Exercise input:

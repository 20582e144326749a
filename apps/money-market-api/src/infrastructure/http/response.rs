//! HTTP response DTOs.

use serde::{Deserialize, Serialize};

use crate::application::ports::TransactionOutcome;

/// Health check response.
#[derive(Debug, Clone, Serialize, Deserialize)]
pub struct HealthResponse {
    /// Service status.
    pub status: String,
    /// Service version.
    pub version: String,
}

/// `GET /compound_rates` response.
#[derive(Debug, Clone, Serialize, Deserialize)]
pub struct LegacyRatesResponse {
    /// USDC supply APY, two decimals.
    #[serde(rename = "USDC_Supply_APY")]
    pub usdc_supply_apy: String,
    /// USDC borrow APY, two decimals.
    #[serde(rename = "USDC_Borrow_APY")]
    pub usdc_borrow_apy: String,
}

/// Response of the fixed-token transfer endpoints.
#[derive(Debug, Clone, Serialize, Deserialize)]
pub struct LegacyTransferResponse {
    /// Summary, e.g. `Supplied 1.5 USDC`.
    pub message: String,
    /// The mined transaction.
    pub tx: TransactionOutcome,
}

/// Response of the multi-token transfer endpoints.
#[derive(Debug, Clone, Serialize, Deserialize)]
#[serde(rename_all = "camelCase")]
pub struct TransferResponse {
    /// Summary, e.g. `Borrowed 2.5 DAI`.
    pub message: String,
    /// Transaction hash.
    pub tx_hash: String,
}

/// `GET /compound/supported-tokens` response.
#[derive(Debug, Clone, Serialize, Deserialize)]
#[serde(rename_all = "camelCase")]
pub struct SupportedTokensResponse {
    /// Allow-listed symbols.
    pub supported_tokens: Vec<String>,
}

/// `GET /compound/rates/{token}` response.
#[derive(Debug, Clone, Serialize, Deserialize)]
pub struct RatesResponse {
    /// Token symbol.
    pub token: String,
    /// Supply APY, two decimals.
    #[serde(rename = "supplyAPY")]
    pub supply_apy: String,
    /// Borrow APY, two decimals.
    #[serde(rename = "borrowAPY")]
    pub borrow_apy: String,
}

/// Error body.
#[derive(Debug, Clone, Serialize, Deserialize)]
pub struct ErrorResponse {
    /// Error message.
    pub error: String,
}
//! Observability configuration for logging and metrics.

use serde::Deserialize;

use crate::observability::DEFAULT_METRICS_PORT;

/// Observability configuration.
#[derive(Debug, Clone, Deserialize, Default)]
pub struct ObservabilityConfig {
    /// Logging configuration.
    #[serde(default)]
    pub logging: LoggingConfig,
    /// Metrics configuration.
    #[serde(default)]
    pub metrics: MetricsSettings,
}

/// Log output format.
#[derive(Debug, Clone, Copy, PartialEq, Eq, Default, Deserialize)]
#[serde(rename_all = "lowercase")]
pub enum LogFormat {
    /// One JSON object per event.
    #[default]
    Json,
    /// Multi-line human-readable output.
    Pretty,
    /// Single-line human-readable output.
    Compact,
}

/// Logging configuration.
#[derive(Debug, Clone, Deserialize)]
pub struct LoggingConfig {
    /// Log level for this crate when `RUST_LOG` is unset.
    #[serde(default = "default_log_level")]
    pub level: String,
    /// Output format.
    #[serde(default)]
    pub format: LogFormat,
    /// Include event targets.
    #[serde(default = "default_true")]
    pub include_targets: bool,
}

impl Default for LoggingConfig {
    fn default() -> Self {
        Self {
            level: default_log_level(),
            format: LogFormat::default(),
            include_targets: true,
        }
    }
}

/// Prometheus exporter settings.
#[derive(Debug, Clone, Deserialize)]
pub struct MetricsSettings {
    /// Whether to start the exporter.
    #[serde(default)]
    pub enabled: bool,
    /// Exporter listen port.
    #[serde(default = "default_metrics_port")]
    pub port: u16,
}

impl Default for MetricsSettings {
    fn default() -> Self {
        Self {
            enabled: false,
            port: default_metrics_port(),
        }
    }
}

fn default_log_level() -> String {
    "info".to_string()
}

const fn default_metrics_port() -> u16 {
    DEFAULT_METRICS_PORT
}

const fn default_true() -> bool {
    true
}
==
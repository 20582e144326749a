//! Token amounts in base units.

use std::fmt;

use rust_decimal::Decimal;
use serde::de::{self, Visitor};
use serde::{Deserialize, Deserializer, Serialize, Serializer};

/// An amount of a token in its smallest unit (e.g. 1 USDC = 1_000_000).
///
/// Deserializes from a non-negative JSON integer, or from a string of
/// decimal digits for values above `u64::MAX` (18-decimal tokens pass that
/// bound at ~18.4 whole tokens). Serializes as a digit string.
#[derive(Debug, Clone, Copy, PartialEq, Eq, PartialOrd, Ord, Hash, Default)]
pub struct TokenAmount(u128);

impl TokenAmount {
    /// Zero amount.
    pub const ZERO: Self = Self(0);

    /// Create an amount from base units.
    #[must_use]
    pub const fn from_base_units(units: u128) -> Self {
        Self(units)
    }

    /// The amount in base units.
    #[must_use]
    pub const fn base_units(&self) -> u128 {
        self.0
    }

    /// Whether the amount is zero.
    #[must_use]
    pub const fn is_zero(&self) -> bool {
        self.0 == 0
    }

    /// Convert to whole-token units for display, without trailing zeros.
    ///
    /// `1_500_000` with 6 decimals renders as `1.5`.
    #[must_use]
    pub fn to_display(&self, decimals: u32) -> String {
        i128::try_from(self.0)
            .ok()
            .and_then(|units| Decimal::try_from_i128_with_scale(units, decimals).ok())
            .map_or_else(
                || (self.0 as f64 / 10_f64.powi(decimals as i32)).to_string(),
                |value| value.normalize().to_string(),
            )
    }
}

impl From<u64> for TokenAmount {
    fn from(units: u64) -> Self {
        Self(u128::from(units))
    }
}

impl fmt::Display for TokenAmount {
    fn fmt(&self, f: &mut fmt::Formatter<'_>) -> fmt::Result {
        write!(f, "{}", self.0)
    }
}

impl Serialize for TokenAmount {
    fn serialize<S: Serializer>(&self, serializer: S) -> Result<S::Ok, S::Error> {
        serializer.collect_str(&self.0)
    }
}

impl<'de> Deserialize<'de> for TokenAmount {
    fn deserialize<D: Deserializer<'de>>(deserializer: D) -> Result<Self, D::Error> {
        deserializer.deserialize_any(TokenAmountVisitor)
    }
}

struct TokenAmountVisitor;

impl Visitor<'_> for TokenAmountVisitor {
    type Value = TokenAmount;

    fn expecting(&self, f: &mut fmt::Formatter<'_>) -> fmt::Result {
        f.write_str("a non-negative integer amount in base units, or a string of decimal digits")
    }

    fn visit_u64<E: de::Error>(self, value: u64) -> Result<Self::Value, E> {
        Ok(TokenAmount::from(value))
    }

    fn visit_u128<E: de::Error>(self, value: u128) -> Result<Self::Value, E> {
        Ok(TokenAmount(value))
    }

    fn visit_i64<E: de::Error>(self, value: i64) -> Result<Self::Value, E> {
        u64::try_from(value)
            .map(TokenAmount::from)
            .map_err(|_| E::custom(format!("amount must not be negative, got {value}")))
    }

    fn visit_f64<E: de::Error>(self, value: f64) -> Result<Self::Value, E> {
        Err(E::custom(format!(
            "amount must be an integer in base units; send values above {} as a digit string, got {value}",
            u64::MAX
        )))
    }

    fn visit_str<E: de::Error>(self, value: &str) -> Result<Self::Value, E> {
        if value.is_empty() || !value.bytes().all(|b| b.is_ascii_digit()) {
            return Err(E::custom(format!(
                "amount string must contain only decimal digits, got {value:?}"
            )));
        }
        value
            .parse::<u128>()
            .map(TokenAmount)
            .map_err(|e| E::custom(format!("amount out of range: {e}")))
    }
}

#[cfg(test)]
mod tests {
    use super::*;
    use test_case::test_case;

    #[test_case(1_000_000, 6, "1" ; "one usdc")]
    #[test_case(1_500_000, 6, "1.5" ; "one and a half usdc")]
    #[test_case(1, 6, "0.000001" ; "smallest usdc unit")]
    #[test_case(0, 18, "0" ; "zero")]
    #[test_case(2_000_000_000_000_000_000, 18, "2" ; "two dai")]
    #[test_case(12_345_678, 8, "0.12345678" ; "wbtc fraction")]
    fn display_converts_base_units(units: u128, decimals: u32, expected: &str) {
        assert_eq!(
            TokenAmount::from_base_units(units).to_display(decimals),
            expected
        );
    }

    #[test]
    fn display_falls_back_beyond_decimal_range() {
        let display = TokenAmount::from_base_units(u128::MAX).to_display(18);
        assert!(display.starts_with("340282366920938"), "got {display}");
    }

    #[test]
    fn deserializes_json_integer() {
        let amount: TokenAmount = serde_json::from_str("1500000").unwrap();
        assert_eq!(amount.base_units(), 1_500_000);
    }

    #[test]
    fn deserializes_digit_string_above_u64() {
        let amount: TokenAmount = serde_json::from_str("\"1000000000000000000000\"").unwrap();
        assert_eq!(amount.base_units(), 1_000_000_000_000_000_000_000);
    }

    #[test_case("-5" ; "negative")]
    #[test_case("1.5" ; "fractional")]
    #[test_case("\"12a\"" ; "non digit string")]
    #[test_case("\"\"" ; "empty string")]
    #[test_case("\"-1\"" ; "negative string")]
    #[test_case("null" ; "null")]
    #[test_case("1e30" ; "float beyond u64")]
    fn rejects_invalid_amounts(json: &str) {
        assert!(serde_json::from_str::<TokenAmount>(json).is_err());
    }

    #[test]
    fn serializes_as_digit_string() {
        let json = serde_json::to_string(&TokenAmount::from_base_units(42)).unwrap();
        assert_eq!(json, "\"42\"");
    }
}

Assigned task: Of the lines above, extract only those from the line with "fn fmt(&self, f: &mut" to the line with "fn visit_u128<E: de::Error>(self, value: u128)", both included, exactly as written.

Task output:
    fn fmt(&self, f: &mut fmt::Formatter<'_>) -> fmt::Result {
        write!(f, "{}", self.0)
    }
}

impl Serialize for TokenAmount {
    fn serialize<S: Serializer>(&self, serializer: S) -> Result<S::Ok, S::Error> {
        serializer.collect_str(&self.0)
    }
}

impl<'de> Deserialize<'de> for TokenAmount {
    fn deserialize<D: Deserializer<'de>>(deserializer: D) -> Result<Self, D::Error> {
        deserializer.deserialize_any(TokenAmountVisitor)
    }
}

struct TokenAmountVisitor;

impl Visitor<'_> for TokenAmountVisitor {
    type Value = TokenAmount;

    fn expecting(&self, f: &mut fmt::Formatter<'_>) -> fmt::Result {
        f.write_str("a non-negative integer amount in base units, or a string of decimal digits")
    }

    fn visit_u64<E: de::Error>(self, value: u64) -> Result<Self::Value, E> {
        Ok(TokenAmount::from(value))
    }

    fn visit_u128<E: de::Error>(self, value: u128) -> Result<Self::Value, E> {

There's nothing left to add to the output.